He looks continually more disbelieving. “God, you – You waltz in here and try to tell me what to do! Like you own me, like you get to say this shit to me! You don’t even want me,” he snarls. “You want things you don’t have. Right now, that’s me. Other times, it’s the band. When you have it, you resent it, and then the second it starts to slip away, you run back to them. You’re just a confused little boy.”

“Don’t fucking belittle me!” I snap angrily. And I’m not confused. Terry said it, now Brendon’s saying it, like I’m having an identity crisis of some kind. “You have no idea how much I’ve put on the line for you, you ungrateful fag!”

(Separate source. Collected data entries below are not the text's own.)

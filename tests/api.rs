use axum::{
    body::{to_bytes, Body},
    http::{Request, StatusCode},
    Router,
};
use eba_npl_api::{app, AppState, Catalog, MemoryRepository, Row};
use serde_json::{json, Value};
use tower::ServiceExt;

const SAMPLE: &str = include_str!(concat!(env!("CARGO_MANIFEST_DIR"), "/fixtures/eba_sample.json"));

fn row(v: Value) -> Row {
    v.as_object().cloned().expect("row must be an object")
}

fn router(repo: MemoryRepository, prefix: &str) -> Router {
    let state = AppState::new(Catalog::eba().unwrap(), repo, "localhost:3000");
    app(state, prefix)
}

fn sample_router() -> Router {
    let repo = MemoryRepository::from_fixture(SAMPLE, &Catalog::eba().unwrap()).unwrap();
    router(repo, "")
}

async fn send(app: &Router, req: Request<Body>) -> (StatusCode, Vec<u8>) {
    let resp = app.clone().oneshot(req).await.unwrap();
    let status = resp.status();
    let bytes = to_bytes(resp.into_body(), usize::MAX).await.unwrap();
    (status, bytes.to_vec())
}

async fn get(app: &Router, uri: &str) -> (StatusCode, Vec<u8>) {
    let req = Request::get(uri).header("host", "npl.test").body(Body::empty()).unwrap();
    send(app, req).await
}

async fn get_json(app: &Router, uri: &str) -> (StatusCode, Value) {
    let (status, bytes) = get(app, uri).await;
    (status, serde_json::from_slice(&bytes).unwrap())
}

#[tokio::test]
async fn single_loan_list_and_detail() {
    let repo = MemoryRepository::new().with_rows(
        "eba_loan",
        vec![row(json!({
            "id": 1,
            "loan_identifier": "LN-0001",
            "counterparty_id": 3,
            "currency_of_loan": "EUR",
            "total_balance": "100.00",
            "principal_balance": "90.00",
        }))],
    );
    let app = router(repo, "");

    let (status, list) = get_json(&app, "/eba_loan").await;
    assert_eq!(status, StatusCode::OK);
    let list = list.as_array().unwrap();
    assert_eq!(list.len(), 1);
    assert_eq!(list[0]["loan_identifier"], "LN-0001");
    assert_eq!(list[0]["url"], "http://npl.test/eba_loan/1");
    assert_eq!(list[0]["counterparty"], "http://npl.test/eba_counterparty/3");
    assert!(list[0].get("principal_balance").is_none());

    let (status, detail) = get_json(&app, "/eba_loan/1").await;
    assert_eq!(status, StatusCode::OK);
    assert_eq!(detail["principal_balance"], "90.00");
    assert!(detail.as_object().unwrap().len() > list[0].as_object().unwrap().len());

    let (status, body) = get(&app, "/eba_loan/999").await;
    assert_eq!(status, StatusCode::NOT_FOUND);
    assert!(body.is_empty());
}

#[tokio::test]
async fn empty_store_lists_empty_arrays() {
    let app = router(MemoryRepository::new(), "");
    let (status, body) = get_json(&app, "/eba_counterparty").await;
    assert_eq!(status, StatusCode::OK);
    assert_eq!(body, json!([]));
}

#[tokio::test]
async fn list_length_matches_row_count_for_every_resource() {
    let catalog = Catalog::eba().unwrap();
    let app = sample_router();
    let doc: Value = serde_json::from_str(SAMPLE).unwrap();
    for resource in catalog.resources() {
        let expected = doc[resource.name].as_array().map(Vec::len).unwrap_or(0);
        let (status, body) = get_json(&app, &format!("/{}", resource.name)).await;
        assert_eq!(status, StatusCode::OK, "{}", resource.name);
        assert_eq!(body.as_array().unwrap().len(), expected, "{}", resource.name);
    }
}

#[tokio::test]
async fn detail_is_wider_than_list_for_detail_resources() {
    let app = sample_router();
    for name in ["eba_counterparty", "eba_loan", "eba_property_collateral"] {
        let (_, list) = get_json(&app, &format!("/{}", name)).await;
        let first = &list.as_array().unwrap()[0];
        let (status, detail) = get_json(&app, &format!("/{}/{}", name, first["id"])).await;
        assert_eq!(status, StatusCode::OK, "{}", name);
        assert_eq!(detail["id"], first["id"]);
        assert!(
            detail.as_object().unwrap().len() > first.as_object().unwrap().len(),
            "{}",
            name
        );
    }
}

#[tokio::test]
async fn detail_routes_exist_only_for_three_resources() {
    let app = sample_router();
    for name in [
        "eba_counterparty_group",
        "eba_enforcement",
        "eba_forbearance",
        "eba_nonproperty_collateral",
        "eba_external_collection",
    ] {
        let (status, _) = get(&app, &format!("/{}/1", name)).await;
        assert_eq!(status, StatusCode::NOT_FOUND, "{}", name);
    }
}

#[tokio::test]
async fn unknown_and_malformed_keys() {
    let app = sample_router();
    let (status, body) = get(&app, "/eba_counterparty/42").await;
    assert_eq!(status, StatusCode::NOT_FOUND);
    assert!(body.is_empty());

    let (status, body) = get_json(&app, "/eba_property_collateral/not-a-number").await;
    assert_eq!(status, StatusCode::BAD_REQUEST);
    assert_eq!(body["error"]["code"], "bad_request");
}

#[tokio::test]
async fn discovery_lists_every_resource_in_order() {
    let app = sample_router();
    for root in ["/", "/eba/"] {
        let (status, body) = get_json(&app, root).await;
        assert_eq!(status, StatusCode::OK);
        let endpoints = body["EBA Template Endpoints"].as_array().unwrap();
        let names: Vec<_> = endpoints
            .iter()
            .map(|e| e.as_object().unwrap().keys().next().unwrap().clone())
            .collect();
        assert_eq!(
            names,
            vec![
                "eba_counterparty_group",
                "eba_counterparty",
                "eba_loan",
                "eba_enforcement",
                "eba_forbearance",
                "eba_nonproperty_collateral",
                "eba_property_collateral",
                "eba_external_collection",
            ]
        );
        assert_eq!(endpoints[2]["eba_loan"], "http://npl.test/eba_loan");
    }
}

#[tokio::test]
async fn discovery_urls_resolve_to_list_endpoints() {
    let app = router(
        MemoryRepository::from_fixture(SAMPLE, &Catalog::eba().unwrap()).unwrap(),
        "/api/v1",
    );
    let (status, body) = get_json(&app, "/api/v1/eba/").await;
    assert_eq!(status, StatusCode::OK);
    for entry in body["EBA Template Endpoints"].as_array().unwrap() {
        let url = entry.as_object().unwrap().values().next().unwrap().as_str().unwrap();
        let path = url.strip_prefix("http://npl.test").expect("absolute url on request host");
        assert!(path.starts_with("/api/v1/eba_"), "{}", url);
        let (status, list) = get_json(&app, path).await;
        assert_eq!(status, StatusCode::OK, "{}", path);
        assert!(list.is_array());
    }
}

#[tokio::test]
async fn prefixed_root_serves_discovery_with_and_without_slash() {
    let app = router(
        MemoryRepository::from_fixture(SAMPLE, &Catalog::eba().unwrap()).unwrap(),
        "/api/v1",
    );
    for root in ["/api/v1/", "/api/v1"] {
        let (status, body) = get_json(&app, root).await;
        assert_eq!(status, StatusCode::OK, "{}", root);
        let endpoints = body["EBA Template Endpoints"].as_array().unwrap();
        assert_eq!(endpoints.len(), 8);
        assert_eq!(endpoints[2]["eba_loan"], "http://npl.test/api/v1/eba_loan");
    }

    let (_, list) = get_json(&app, "/api/v1/eba_loan").await;
    assert_eq!(list[0]["url"], "http://npl.test/api/v1/eba_loan/1");
    let (status, _) = get(&app, "/eba_loan").await;
    assert_eq!(status, StatusCode::NOT_FOUND);
}

#[tokio::test]
async fn links_follow_forwarded_headers() {
    let app = sample_router();
    let req = Request::get("/eba_property_collateral")
        .header("host", "internal:3000")
        .header("x-forwarded-proto", "https")
        .header("x-forwarded-host", "npl.example.com")
        .body(Body::empty())
        .unwrap();
    let (status, bytes) = send(&app, req).await;
    assert_eq!(status, StatusCode::OK);
    let list: Value = serde_json::from_slice(&bytes).unwrap();
    assert_eq!(list[0]["url"], "https://npl.example.com/eba_property_collateral/1");
    assert_eq!(list[0]["loan"], "https://npl.example.com/eba_loan/1");
}

#[tokio::test]
async fn only_get_is_allowed() {
    let app = sample_router();
    for (method, uri) in [("POST", "/eba_loan"), ("DELETE", "/eba_loan/1"), ("PUT", "/eba/")] {
        let req = Request::builder().method(method).uri(uri).body(Body::empty()).unwrap();
        let (status, _) = send(&app, req).await;
        assert_eq!(status, StatusCode::METHOD_NOT_ALLOWED, "{} {}", method, uri);
    }
}

#[tokio::test]
async fn health_ready_and_version() {
    let app = router(MemoryRepository::new(), "/api");
    let (status, body) = get_json(&app, "/health").await;
    assert_eq!(status, StatusCode::OK);
    assert_eq!(body, json!({"status": "ok"}));

    let (status, body) = get_json(&app, "/ready").await;
    assert_eq!(status, StatusCode::OK);
    assert_eq!(body["database"], "ok");

    let (status, body) = get_json(&app, "/version").await;
    assert_eq!(status, StatusCode::OK);
    assert_eq!(body["name"], "eba-npl-api");
}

“That’s it! Get the fuck out!” he barks, grabbing a hold of my arm, fingers digging in painfully, but it’s soothing somehow. If I feel the pain, I still exist. He wrenches the door open and pulls us both out of the room and into the dark hallway. When I can’t free myself from his hold, I shove him backwards. His hold of me loosens and his back slams again the wall loudly.

I see the outlines of his features in the dark, finding myself standing in the beam of light that comes from his room. “You’re a fag but get offended when someone calls you that,” I remark.

“Right back at you.”

The fury in me bubbles over, a blinding rage from his insolence. “Don’t you _ever_ call me a fag, you –”

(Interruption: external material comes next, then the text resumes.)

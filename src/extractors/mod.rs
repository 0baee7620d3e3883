//! Request extractors.

mod base_url;
pub use base_url::{ApiBase, MountPrefix, FORWARDED_HOST_HEADER, FORWARDED_PROTO_HEADER};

“I don’t care anymore! You come to my home –”

“Your _home_?!”

“Whatever it is! You come here and you think you’ve got the right, but you don’t!” he barks, but his voice is anguished and self-deprecating somehow. “I don’t know what I was thinking. I fucking told myself early on to remember that you were just a selfish prick, but I forgot. I let myself- Just get the hell out, Ryan.”

“I know what you were thinking! You got off on getting fucked by a rock star. Made you feel good. Got a rush out of it. Someone fucking famous! A nice step up from letting dirty middle-aged married men fuck your underage ass in motels! You’re just like the rest of them! You use me, and then when I offend your stupid fucking feelings, you take off!”

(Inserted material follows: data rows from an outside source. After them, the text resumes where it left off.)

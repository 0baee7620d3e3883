//! Typed errors and HTTP mapping.

use axum::{
    http::StatusCode,
    response::{IntoResponse, Response},
    Json,
};
use serde::Serialize;
use thiserror::Error;

#[derive(Error, Debug)]
pub enum CatalogError {
    #[error("missing reference: {kind} '{id}'")]
    MissingReference { kind: &'static str, id: String },
    #[error("invalid primary key: resource {resource} column {column}")]
    InvalidPrimaryKey { resource: String, column: String },
    #[error("invalid identifier in {resource}: '{identifier}'")]
    InvalidIdentifier { resource: String, identifier: String },
    #[error("duplicate path segment: {0}")]
    DuplicatePathSegment(String),
    #[error("validation: {0}")]
    Validation(String),
}

#[derive(Error, Debug)]
pub enum ConfigError {
    #[error("no data source: set DATABASE_URL or NPL_FIXTURE_PATH")]
    MissingBackend,
    #[error("invalid {var}='{value}': {reason}")]
    Invalid {
        var: &'static str,
        value: String,
        reason: String,
    },
}

#[derive(Error, Debug)]
pub enum AppError {
    #[error(transparent)]
    Catalog(#[from] CatalogError),
    #[error(transparent)]
    Config(#[from] ConfigError),
    #[error("not found: {0}")]
    NotFound(String),
    #[error("bad request: {0}")]
    BadRequest(String),
    #[error("database: {0}")]
    Db(#[from] sqlx::Error),
    #[error("fixture: {0}")]
    Fixture(String),
}

#[derive(Serialize)]
pub struct ErrorBody {
    pub error: ErrorDetail,
}

#[derive(Serialize)]
pub struct ErrorDetail {
    pub code: String,
    pub message: String,
}

impl IntoResponse for AppError {
    fn into_response(self) -> Response {
        let (status, code) = match &self {
            // Not found carries no payload.
            AppError::NotFound(what) => {
                tracing::debug!(%what, "not found");
                return StatusCode::NOT_FOUND.into_response();
            }
            AppError::Db(sqlx::Error::RowNotFound) => return StatusCode::NOT_FOUND.into_response(),
            AppError::BadRequest(_) => (StatusCode::BAD_REQUEST, "bad_request"),
            AppError::Db(e) => {
                tracing::error!(error = %e, "database error");
                (StatusCode::INTERNAL_SERVER_ERROR, "database_error")
            }
            AppError::Catalog(_) | AppError::Config(_) => (StatusCode::INTERNAL_SERVER_ERROR, "config_error"),
            AppError::Fixture(_) => (StatusCode::INTERNAL_SERVER_ERROR, "fixture_error"),
        };
        let body = ErrorBody {
            error: ErrorDetail {
                code: code.to_string(),
                message: self.to_string(),
            },
        };
        (status, Json(body)).into_response()
    }
}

“Fuck you!” he snaps fervently. “I never cared one fucking bit how famous you are! Fuck, you’re not... you’re not even a decent human being. You’re cruel, and you’re vile. I can’t believe I was letting myself fall in love with you.”

My response is automatic, rolling off my tongue instantly. “God, that would have been too pathetic even for me to bear.”

My words hang in the air between us, ugly and hurtful.

“Get out,” he whispers. There’s an edge to his words, something painful that cuts through my skin like sharp glass. It’s only then that his actual words reach my brain, and I feel breathless and hollow and panicked, like the entire world opens up somehow, the universe aligning in perfect sequence, and then it’s gone as suddenly, deteriorating back into confusion and chaos.

“My pleasure,” I return.

I find the door easily, banging it closed behind me, and I stomp down the stairs, feeling dirty and needing to leave that apartment, the building, the street, get away from him before this sickening feeling gets into my bones.

* * *

I sit on the steps of the gas station that’s closed for the night, watching the cigarette smoke spiral up and into the dark. Andy’s still taking a piss by the roadside though the night has swallowed him up, and I can’t see him. The bus is parked in front of me, illuminated by the blinking light above my head. The door’s open, and the driver’s seat is empty, the radio quietly playing and reaching my ears. Spencer’s sitting on the steps of the bus, smoking like I am. He hasn’t said a word yet. I haven’t said a word either. Last time we spoke he managed to punch me.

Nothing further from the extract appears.